_Exercise goal_
Show every line of the data where the word "Clone" can be found.
[Opening Provided records section]
//! `TLSPlaintext`/`TLSCiphertext` record framing (RFC 5246 §6.2, RFC 8446 §5).
//!
//! ```text
//! struct {
//!     ContentType type;
//!     ProtocolVersion legacy_record_version;
//!     uint16 length;
//!     opaque fragment[length];
//! } TLSPlaintext;
//! ```

use std::io::Read;

use crate::error::Error;
use crate::tls::constants::*;

/// `ContentType` (RFC 8446 §5.1). The handshake subsystem owns the full
/// set of message types carried *inside* a `handshake` record; this enum is
/// just the outer record-layer tag.
#[derive(Debug, Clone, Copy, PartialEq, Eq)]
#[repr(u8)]
pub enum ContentType {
    Invalid = 0,
    ChangeCipherSpec = 20,
    Alert = 21,
    Handshake = 22,
    ApplicationData = 23,
}

impl ContentType {
    pub fn from_u8(v: u8) -> Self {
        match v {
            20 => ContentType::ChangeCipherSpec,
            21 => ContentType::Alert,
            22 => ContentType::Handshake,
            23 => ContentType::ApplicationData,
            _ => ContentType::Invalid,
        }
    }

    pub fn to_u8(self) -> u8 {
        self as u8
    }
}

/// The 5-byte record header, parsed and validated but not yet carrying its
/// payload (the payload lives in the caller's scratch buffer so that a
/// record read never needs its own allocation).
#[derive(Debug, Clone, Copy)]
pub struct RecordHeader {
    pub content_type: ContentType,
    pub legacy_version: u16,
    pub length: u16,
}

impl RecordHeader {
    pub fn parse(buf: &[u8; RECORD_HEADER_LEN]) -> Result<Self, Error> {
        let content_type = ContentType::from_u8(buf[0]);
        let legacy_version = u16::from_be_bytes([buf[1], buf[2]]);
        let length = u16::from_be_bytes([buf[3], buf[4]]);

        if legacy_version != TLS_1_0_VERSION && legacy_version != TLS_1_2_VERSION {
            return Err(Error::Decode("unexpected legacy_record_version"));
        }
        if length as usize > MAX_CIPHERTEXT_RECORD_LEN {
            return Err(Error::Decode("record length exceeds MAX_CIPHERTEXT_RECORD_LEN"));
        }

        Ok(Self {
            content_type,
            legacy_version,
            length,
        })
    }

    /// Writes the header in place; `length` must already reflect the final
    /// ciphertext length (it is patched in after encryption on the send
    /// path).
    pub fn write(&self, buf: &mut [u8; RECORD_HEADER_LEN]) {
        buf[0] = self.content_type.to_u8();
        buf[1..3].copy_from_slice(&self.legacy_version.to_be_bytes());
        buf[3..5].copy_from_slice(&self.length.to_be_bytes());
    }
}

/// Reads exactly one framed record from `stream` into `scratch`, returning
/// the parsed header and the number of payload bytes written to
/// `scratch[..n]`. `scratch` must be at least `MAX_CIPHERTEXT_RECORD_LEN`
/// bytes; this is the only buffer either side of the record boundary needs
/// to allocate once and reuse for the life of the connection.
///
/// Short reads are handled by `Read::read_exact`'s internal retry loop; an
/// EOF in the middle of a record (as opposed to between records) is
/// reported as the underlying `UnexpectedEof` io error.
pub fn read_record_from<S: Read>(
    stream: &mut S,
    scratch: &mut [u8],
) -> Result<(RecordHeader, usize), Error> {
    assert!(
        scratch.len() >= MAX_CIPHERTEXT_RECORD_LEN,
        "scratch buffer must be at least MAX_CIPHERTEXT_RECORD_LEN bytes"
    );

    let mut header_buf = [0u8; RECORD_HEADER_LEN];
    stream.read_exact(&mut header_buf)?;
    let header = RecordHeader::parse(&header_buf)?;

    let len = header.length as usize;
    stream.read_exact(&mut scratch[..len])?;

    Ok((header, len))
}

#[cfg(test)]
mod tests {
    use super::*;
    use std::io::Cursor;

    #[test]
    fn content_type_round_trips_known_values() {
        for &(byte, expected) in &[
            (20u8, ContentType::ChangeCipherSpec),
            (21, ContentType::Alert),
            (22, ContentType::Handshake),
            (23, ContentType::ApplicationData),
        ] {
            assert_eq!(ContentType::from_u8(byte), expected);
            assert_eq!(expected.to_u8(), byte);
        }
    }

    #[test]
    fn header_rejects_bad_legacy_version() {
        let buf = [23u8, 0x02, 0x00, 0x00, 0x05];
        assert!(matches!(RecordHeader::parse(&buf), Err(Error::Decode(_))));
    }

    #[test]
    fn header_rejects_oversized_length() {
        let len = (MAX_CIPHERTEXT_RECORD_LEN + 1) as u16;
        let len_bytes = len.to_be_bytes();
        let buf = [23u8, 0x03, 0x03, len_bytes[0], len_bytes[1]];
        assert!(matches!(RecordHeader::parse(&buf), Err(Error::Decode(_))));
    }

    #[test]
    fn read_record_from_reads_header_then_payload() {
        let mut wire = vec![23u8, 0x03, 0x03, 0x00, 0x05];
        wire.extend_from_slice(b"hello");
        let mut cursor = Cursor::new(wire);

        let mut scratch = [0u8; MAX_CIPHERTEXT_RECORD_LEN];
        let (header, n) = read_record_from(&mut cursor, &mut scratch).unwrap();

        assert_eq!(header.content_type, ContentType::ApplicationData);
        assert_eq!(header.legacy_version, TLS_1_2_VERSION);
        assert_eq!(n, 5);
        assert_eq!(&scratch[..n], b"hello");
    }

    #[test]
    fn read_record_from_propagates_truncated_payload_as_io_error() {
        let wire = vec![23u8, 0x03, 0x03, 0x00, 0x05, b'h', b'e'];
        let mut cursor = Cursor::new(wire);
        let mut scratch = [0u8; MAX_CIPHERTEXT_RECORD_LEN];
        assert!(matches!(
            read_record_from(&mut cursor, &mut scratch),
            Err(Error::Io(_))
        ));
    }
}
[Closing Provided records section]
_Your response_
#[derive(Debug, Clone, Copy, PartialEq, Eq)]
#[derive(Debug, Clone, Copy)]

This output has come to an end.